BAT Chairman Patrick Sheehy promised a fight against the Goldsmith offer, calling it “no more than an ill-conceived attempt at destructive financial engineering.” The company “considers this unsolicited and unwelcome offer to be of dubious value,” according to a BAT press release, which added, “It should be rejected.”

An expectant British business community has been awaiting a high-stakes Goldsmith grab for some company ever since he announced his return to the London financial scene last March in partnership with his old friend, financier Jacob Rothschild.

But the size of his quarry clearly stunned the City, as London’s equivalent of the Wall Street financial district is called.

BAT (formerly British American Tobacco) shares closed up by more than 30%, at 906 pence (the equivalent of $14.77) a share Tuesday after trading earlier at as much as 940 pence ($15.32).
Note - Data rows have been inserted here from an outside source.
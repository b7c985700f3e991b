//! Store contract: both backends behave identically through the trait

use std::sync::Arc;

use tempfile::TempDir;

use hopper_core::{HopperError, TaskPriority, TaskStatus};
use hopper_storage::{
    InMemoryTaskStore, MarkdownTaskStore, Page, TaskFilter, TaskPatch, TaskSpec, TaskStore,
};

fn backends() -> Vec<(&'static str, Arc<dyn TaskStore>, Option<TempDir>)> {
    let dir = TempDir::new().unwrap();
    let markdown = MarkdownTaskStore::open(dir.path()).unwrap();
    vec![
        ("memory", Arc::new(InMemoryTaskStore::new()), None),
        ("markdown", Arc::new(markdown), Some(dir)),
    ]
}

#[tokio::test]
async fn crud_roundtrip() {
    for (name, store, _guard) in backends() {
        let mut spec = TaskSpec::titled("contract task");
        spec.description = Some("does the thing".into());
        spec.tags = vec!["contract".into()];
        spec.priority = TaskPriority::High;
        let task = store.create(spec).await.unwrap();

        let fetched = store.get(&task.id).await.unwrap().unwrap();
        assert_eq!(fetched.title, "contract task", "backend {name}");
        assert_eq!(fetched.priority, TaskPriority::High, "backend {name}");

        let patched = store
            .update(
                &task.id,
                TaskPatch {
                    title: Some("renamed".into()),
                    ..TaskPatch::default()
                },
            )
            .await
            .unwrap();
        assert_eq!(patched.title, "renamed", "backend {name}");
        // untouched fields survive the patch
        assert_eq!(patched.description.as_deref(), Some("does the thing"));

        assert!(store.delete(&task.id).await.unwrap(), "backend {name}");
        assert!(store.get(&task.id).await.unwrap().is_none(), "backend {name}");
    }
}

#[tokio::test]
async fn update_missing_task_is_not_found() {
    for (name, store, _guard) in backends() {
        let err = store
            .update("task-ghost", TaskPatch::default())
            .await
            .unwrap_err();
        assert!(
            matches!(err, HopperError::NotFound { .. }),
            "backend {name}"
        );
    }
}

#[tokio::test]
async fn status_machine_is_enforced_everywhere() {
    for (name, store, _guard) in backends() {
        let task = store.create(TaskSpec::titled("walk me")).await.unwrap();

        store
            .transition_status(&task.id, TaskStatus::Claimed)
            .await
            .unwrap();
        store
            .transition_status(&task.id, TaskStatus::InProgress)
            .await
            .unwrap();
        store
            .transition_status(&task.id, TaskStatus::Blocked)
            .await
            .unwrap();
        store
            .transition_status(&task.id, TaskStatus::InProgress)
            .await
            .unwrap();
        let done = store
            .transition_status(&task.id, TaskStatus::Done)
            .await
            .unwrap();
        assert!(done.stopped_at.is_some(), "backend {name}");

        let err = store
            .transition_status(&task.id, TaskStatus::InProgress)
            .await
            .unwrap_err();
        assert!(
            matches!(err, HopperError::InvalidStateTransition { .. }),
            "backend {name}"
        );
    }
}

#[tokio::test]
async fn release_returns_claimed_task_to_pending() {
    for (name, store, _guard) in backends() {
        let task = store.create(TaskSpec::titled("maybe later")).await.unwrap();
        store
            .transition_status(&task.id, TaskStatus::Claimed)
            .await
            .unwrap();
        let released = store
            .transition_status(&task.id, TaskStatus::Pending)
            .await
            .unwrap();
        assert_eq!(released.status, TaskStatus::Pending, "backend {name}");
    }
}

#[tokio::test]
async fn listing_order_is_stable() {
    for (name, store, _guard) in backends() {
        for i in 0..5 {
            store
                .create(TaskSpec::titled(format!("task {i}")))
                .await
                .unwrap();
        }

        let (first, total) = store
            .list(&TaskFilter::default(), Page::default())
            .await
            .unwrap();
        let (second, _) = store
            .list(&TaskFilter::default(), Page::default())
            .await
            .unwrap();

        assert_eq!(total, 5, "backend {name}");
        let first_ids: Vec<&str> = first.iter().map(|t| t.id.as_str()).collect();
        let second_ids: Vec<&str> = second.iter().map(|t| t.id.as_str()).collect();
        assert_eq!(first_ids, second_ids, "backend {name}");
    }
}

#[tokio::test]
async fn assign_instance_race_is_detected() {
    for (name, store, _guard) in backends() {
        let task = store.create(TaskSpec::titled("contested")).await.unwrap();
        store
            .assign_instance(&task.id, None, Some("hop-a".into()))
            .await
            .unwrap();

        let err = store
            .assign_instance(&task.id, Some("hop-stale"), Some("hop-b".into()))
            .await
            .unwrap_err();
        assert!(
            matches!(err, HopperError::ConflictingUpdate),
            "backend {name}"
        );
    }
}

#[tokio::test]
async fn markdown_survives_reopen() {
    let dir = TempDir::new().unwrap();
    let task_id = {
        let store = MarkdownTaskStore::open(dir.path()).unwrap();
        let mut spec = TaskSpec::titled("persistent");
        spec.tags = vec!["durable".into()];
        let task = store.create(spec).await.unwrap();
        store
            .transition_status(&task.id, TaskStatus::Claimed)
            .await
            .unwrap();
        task.id
    };

    let reopened = MarkdownTaskStore::open(dir.path()).unwrap();
    let task = reopened.get(&task_id).await.unwrap().unwrap();
    assert_eq!(task.title, "persistent");
    assert_eq!(task.status, TaskStatus::Claimed);
    assert_eq!(task.tags, vec!["durable"]);

    let (all, total) = reopened
        .list(&TaskFilter::default(), Page::default())
        .await
        .unwrap();
    assert_eq!(total, 1);
    assert_eq!(all[0].id, task_id);
}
Both figures were well above the 850 pence ($13.86) a share offered by Goldsmith’s group, indicating that the City expects the bidding to go higher in what analysts said is shaping up as a titanic battle for control.

Also in on the deal with Goldsmith and Rothschild is Kerry Packer, a colorful Australian entrepreneur and owner of Consolidated Press Holdings. The three are the principal members of Hoylake Investments PLC, an investor group formed specifically to make the BAT bid.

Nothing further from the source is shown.